Colruyt is part of Colruyt Group, a Belgian multinational business active in wholesale distribution that evolved from the Colruyt supermarkets. It is competing with hard discounters such as Aldi and Lidl in Benelux countries where it is a well established market player. As of late 2025, Colruyt controlled 28.9% of Belgium's market share, a decline compared to its previous performance.
==History==
In 1925, Franz Colruyt, a baker in Lembeek (near Halle), founded his own business in colonial goods (coffee, spices, etc.).

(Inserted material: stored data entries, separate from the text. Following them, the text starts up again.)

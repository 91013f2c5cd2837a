use std::cell::RefCell;
use std::num::NonZeroUsize;
use std::path::Path;

use anyhow::Result;
use lru::LruCache;
use tracing::{debug, warn};

use crate::capture::CaptureKind;
use crate::models::{Item, ItemId, MediaStore, MediaTypeMode};
use crate::source::{register_in_store, MediaIndex, MediaSource};

const ITEM_CACHE_ENTRIES: usize = 512;

/// Positional cursor over a `MediaStore`.
///
/// Holds an ordered id snapshot taken at construction or `refresh()`, and
/// reads records lazily through a small LRU.
pub struct MediaCursor {
    store: MediaStore,
    mode: MediaTypeMode,
    ids: Vec<ItemId>,
    cache: RefCell<LruCache<ItemId, Item>>,
}

impl MediaCursor {
    pub fn new(store: MediaStore, mode: MediaTypeMode) -> Result<Self> {
        let ids = store.ordered_ids(mode)?;
        debug!(count = ids.len(), ?mode, "Opened media cursor");
        Ok(Self {
            store,
            mode,
            ids,
            cache: RefCell::new(LruCache::new(
                NonZeroUsize::new(ITEM_CACHE_ENTRIES).unwrap(),
            )),
        })
    }

    pub fn store(&self) -> &MediaStore {
        &self.store
    }
}

impl MediaSource for MediaCursor {
    fn count(&self) -> usize {
        self.ids.len()
    }

    fn item_at(&self, index: usize) -> Option<Item> {
        let id = *self.ids.get(index)?;
        if let Some(item) = self.cache.borrow_mut().get(&id) {
            return Some(item.clone());
        }

        match self.store.get_item(id) {
            Ok(Some(item)) => {
                self.cache.borrow_mut().put(id, item.clone());
                Some(item)
            }
            Ok(None) => {
                warn!(%id, index, "Media record vanished since the last refresh");
                None
            }
            Err(e) => {
                warn!(%id, index, error = ?e, "Failed to read media record");
                None
            }
        }
    }

    fn refresh(&mut self) -> Result<()> {
        self.ids = self.store.ordered_ids(self.mode)?;
        self.cache.borrow_mut().clear();
        debug!(count = self.ids.len(), "Refreshed media cursor");
        Ok(())
    }
}

impl MediaIndex for MediaCursor {
    fn register(&mut self, path: &Path, kind: CaptureKind) -> Result<Item> {
        register_in_store(&self.store, path, kind)
    }
}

In 1950, the food wholesaler nv Ets Franz Colruyt was established; this company would eventually evolve into the Colruyt Group. In 1958, following Franz Colruyt's death, his son Jo Colruyt and his brothers took over the management of the company.

In 1994, Jo Colruyt died, and his son, Jef Colruyt, became CEO.

In 2025, Intermarché committed to taking over 81 of the 104 Colruyt stores in France for 215 million euros.

== Activities ==
The company's retail trade division includes the direct supply of products to retail customers operating through brands Colruyt, OKay, Bio-Planet, DreamLand and ColliShop, among others.

The company supplies to wholesalers and affiliated independent merchants in Belgium, France and Luxembourg. It also supplies fuels through DATS 24 filling stations in Belgium and France, provides printing and document management solutions (Druco/Mitto) and engineering activities (Intrion), and produces renewable energy (WE Power).

Between 1997 and 2026, Colruyt was also active in France. In 2025 it sold most of its active supermarkets to Les Mousquetaires, and in 2026 it permanently closed those it could not sell.